2.1.2. La dépendance envers le
prestataire:
Introduction :
L'engagement dans une relation d'externalisation
présente des nombreux avantages potentiels. Mais toutefois, ce genre de
relations inter-organisationnelles est généralement
caractérisé par une asymétrie de pouvoir où une
entreprise dépend d'une autre. Cette dépendance peut constituer
un frein pour la réalisation des objectifs de l'externalisation des SI.
Par conséquent, la dépendance perçue vis-à-vis du
prestataire doit être prise en compte avant que l'entreprise
décide d'externaliser ses SI. Cette variable constitue donc une variable
explicative de notre modèle.
Ainsi, nous présenterons en premier lieu la
définition conceptuelle et les déterminants de la
dépendance, ensuite nous allons étudier les dimensions de cette
variable.
2.1.2.1. Définitions conceptuelles de la
dépendance :
Le concept de dépendance connaît plusieurs
acceptions quant à sa conceptualisation à travers les
différents référentiels théoriques. (Lepers 2003).
D'une part, de point de vue stratégique, c'est aux forces
concurrentielles étudiées par Porter (1980) qu'il convient de se
référer. Porter (1980) a déjà identifié, la
variable « pouvoir de négociation des Fournisseurs »

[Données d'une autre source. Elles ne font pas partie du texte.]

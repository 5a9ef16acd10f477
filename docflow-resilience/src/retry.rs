//! ABOUTME: Generic exponential-backoff retry wrapper around fallible async operations (C1)

use docflow_core::PipelineError;
use std::fmt::Display;
use std::future::Future;
use std::time::Duration;

/// Tunables for one retry wrapper invocation. `base_delay * (exponential_base
/// ** attempt)` gives the sleep before the next attempt, matching §4.1
/// exactly (no jitter, no alternate backoff strategies — those are a
/// richer feature the source implementation does not call for).
#[derive(Debug, Clone, Copy)]
pub struct RetryConfig {
    pub max_retries: u32,
    pub base_delay: Duration,
    pub exponential_base: f64,
}

impl RetryConfig {
    #[must_use]
    pub const fn new(max_retries: u32, base_delay: Duration, exponential_base: f64) -> Self {
        Self {
            max_retries,
            base_delay,
            exponential_base,
        }
    }

    #[must_use]
    pub fn delay_for_attempt(&self, attempt: u32) -> Duration {
        let secs = self.base_delay.as_secs_f64() * self.exponential_base.powi(attempt as i32);
        Duration::from_secs_f64(secs.max(0.0))
    }
}

impl Default for RetryConfig {
    /// Matches the source implementation's `retry_with_backoff` default:
    /// 3 additional attempts, 1s base delay, base-2 exponential growth.
    fn default() -> Self {
        Self::new(3, Duration::from_secs(1), 2.0)
    }
}

/// Runs `operation`, retrying up to `config.max_retries` additional times
/// when `is_retryable` returns true for the returned error. Sleeps
/// `delay_for_attempt(attempt)` between attempts. On final exhaustion the
/// last failure is surfaced unchanged (§4.1).
///
/// Generic over the operation's error type so every external-service
/// client (and the Job Registry's own storage-write retry) can reuse the
/// same helper instead of hand-rolling a backoff loop.
pub async fn retry_with_backoff<T, E, F, Fut>(
    operation_name: &str,
    config: RetryConfig,
    is_retryable: impl Fn(&E) -> bool,
    mut operation: F,
) -> Result<T, E>
where
    E: Display,
    F: FnMut() -> Fut,
    Fut: Future<Output = Result<T, E>>,
{
    let mut attempt = 0u32;
    loop {
        match operation().await {
            Ok(value) => return Ok(value),
            Err(err) if attempt < config.max_retries && is_retryable(&err) => {
                let delay = config.delay_for_attempt(attempt);
                tracing::warn!(
                    operation = operation_name,
                    attempt = attempt + 1,
                    max_retries = config.max_retries,
                    delay_ms = delay.as_millis() as u64,
                    error = %err,
                    "retrying after transient failure"
                );
                tokio::time::sleep(delay).await;
                attempt += 1;
            }
            Err(err) => {
                if attempt > 0 {
                    tracing::error!(
                        operation = operation_name,
                        attempts = attempt + 1,
                        error = %err,
                        "retry attempts exhausted"
                    );
                }
                return Err(err);
            }
        }
    }
}

/// Convenience wrapper using `PipelineError::is_retryable` as the retry
/// predicate, the default used by every external-service client in this
/// workspace.
pub async fn retry_default<T, F, Fut>(
    operation_name: &str,
    config: RetryConfig,
    operation: F,
) -> Result<T, PipelineError>
where
    F: FnMut() -> Fut,
    Fut: Future<Output = Result<T, PipelineError>>,
{
    retry_with_backoff(operation_name, config, PipelineError::is_retryable, operation).await
}

#[cfg(test)]
mod tests {
    use super::*;
    use std::sync::atomic::{AtomicU32, Ordering};

    #[test]
    fn delay_follows_exponential_formula() {
        let config = RetryConfig::new(3, Duration::from_secs(1), 2.0);
        assert_eq!(config.delay_for_attempt(0), Duration::from_secs(1));
        assert_eq!(config.delay_for_attempt(1), Duration::from_secs(2));
        assert_eq!(config.delay_for_attempt(2), Duration::from_secs(4));
    }

    #[tokio::test(start_paused = true)]
    async fn retries_up_to_max_then_returns_last_error() {
        let calls = AtomicU32::new(0);
        let config = RetryConfig::new(2, Duration::from_millis(1), 2.0);

        let result: Result<(), PipelineError> = retry_default("op", config, || {
            calls.fetch_add(1, Ordering::SeqCst);
            async {
                Err(PipelineError::Transient {
                    service: "svc".to_string(),
                    message: "boom".to_string(),
                })
            }
        })
        .await;

        assert!(result.is_err());
        assert_eq!(calls.load(Ordering::SeqCst), 3); // initial + 2 retries
    }

    #[tokio::test]
    async fn non_retryable_errors_propagate_immediately() {
        let calls = AtomicU32::new(0);
        let config = RetryConfig::default();

        let result: Result<(), PipelineError> = retry_default("op", config, || {
            calls.fetch_add(1, Ordering::SeqCst);
            async { Err(PipelineError::Configuration { message: "bad config".to_string() }) }
        })
        .await;

        assert!(result.is_err());
        assert_eq!(calls.load(Ordering::SeqCst), 1);
    }

    #[tokio::test]
    async fn succeeds_without_retry_when_first_attempt_succeeds() {
        let calls = AtomicU32::new(0);
        let result = retry_default("op", RetryConfig::default(), || {
            calls.fetch_add(1, Ordering::SeqCst);
            async { Ok::<_, PipelineError>(42) }
        })
        .await
        .unwrap();

        assert_eq!(result, 42);
        assert_eq!(calls.load(Ordering::SeqCst), 1);
    }
}
//! ABOUTME: Shared data model and error taxonomy for the document processing pipeline
//! ABOUTME: Every other docflow crate depends on this one for Job/Document/Question/PipelineState

pub mod converter_options;
pub mod document;
pub mod error;
pub mod ids;
pub mod job;
pub mod pipeline_state;
pub mod prompt_template;
pub mod question;

pub use converter_options::{ConverterOptions, ConverterOptionsOverride};
pub use document::{detect_document_kind, Document, DocumentKind};
pub use error::{PipelineError, Result};
pub use ids::{DocumentId, JobId, QuestionId};
pub use job::{Job, JobStage};
pub use pipeline_state::{PipelineState, ValidationFeedback};
pub use prompt_template::{PromptTemplate, PromptTemplateRegistry};
pub use question::{
    build_question_text, is_valid_topic, Classification, CognitiveLevel, Difficulty, Question,
    QuestionKind, TOPICS,
};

comme élément clés faisant partie de son modèle
incontournable permettant d'analyser l'intensité de la concurrence et
d'évaluer l'attrait d'un segment de marché (Remili et Carrier
2006). Plus le degré de dépendance est important plus le pouvoir
de négociation de la firme diminue puisqu'elle ne peut se permettre de
perdre un fournisseur important. L'intensité du pouvoir du fournisseur
dépend de plusieurs indicateurs comme la répartition de la valeur
ajoutée, l'importance des coûts de transfert et la concentration
relative (Bouattour 2004).
D'autre part, partant de l'idée que les organisations
sont dépendantes de leur environnement puisqu'elles y puisent les
ressources dont elles ont besoin, plusieurs conceptualisation se sont
basées sur les travaux de Emerson (1962) qui définit la
dépendance d'un agent B à l'égard d'un agent A comme
étant directement proportionnelle à l'investissement de B dans
les buts qu'il cherche à atteindre par l'intermédiaire de A, et
inversement proportionnelle à la possibilité de B d'atteindre ses
buts en dehors de sa relation avec A. (Emerson 1962, p. 32). En fait, en
appliquant cette conception interpersonnelle de la dépendance sur le
niveau inter-organisationnelle, Pfeffer et Salancik (1978) ont
développé la théorie de la dépendance des
ressources. Cette théorie suggère que trois
éléments déterminent la mesure dans laquelle une
organisation A est dépendante d'une organisation B : (1) l'importance
pour l'organisation A des ressources que l'organisation B lui procure; (2) la
mesure dans laquelle l'organisation B contrôle l'utilisation de ces
ressources et (3) la possibilité pour l'organisation A de se procurer
ces ressources sans passer par l'organisation B.
Sur la base de cette même théorie de la
dépendance des ressources (Pfeffer et Salancik 1978), différentes
définitions et tentatives d'opérationnalisation ont
été proposées. Frazier (1983) annonce l'approche de
performance du rôle selon laquelle la dépendance est
estimée à l'aide de degré de satisfaction d'une partie
quant à la manière dont l'autre partie s'acquitte de ses
différentes responsabilités à son égard. Plus une
firme est performante dans son rôle, plus les alternatives disponibles
pour la remplacer seront faibles pour ses partenaires et inversement plus leur
dépendance sera forte (Lepers 2003). Buchanan (1992, p. 65) ajoute que
la dépendance consiste au « the extent to which a trade partner
provides important and critical resources for which there are few alternatives
sources of supply ». Cet auteur met l'accent sur le degré
d'essentialité des ressources objet de la transaction. Il s'agit donc
d'une dépendance liée d'une part, à des alternatives
potentielles, d'autre part, à des estimateurs subjectifs comme le
respect ou la satisfaction (Lepers 2003).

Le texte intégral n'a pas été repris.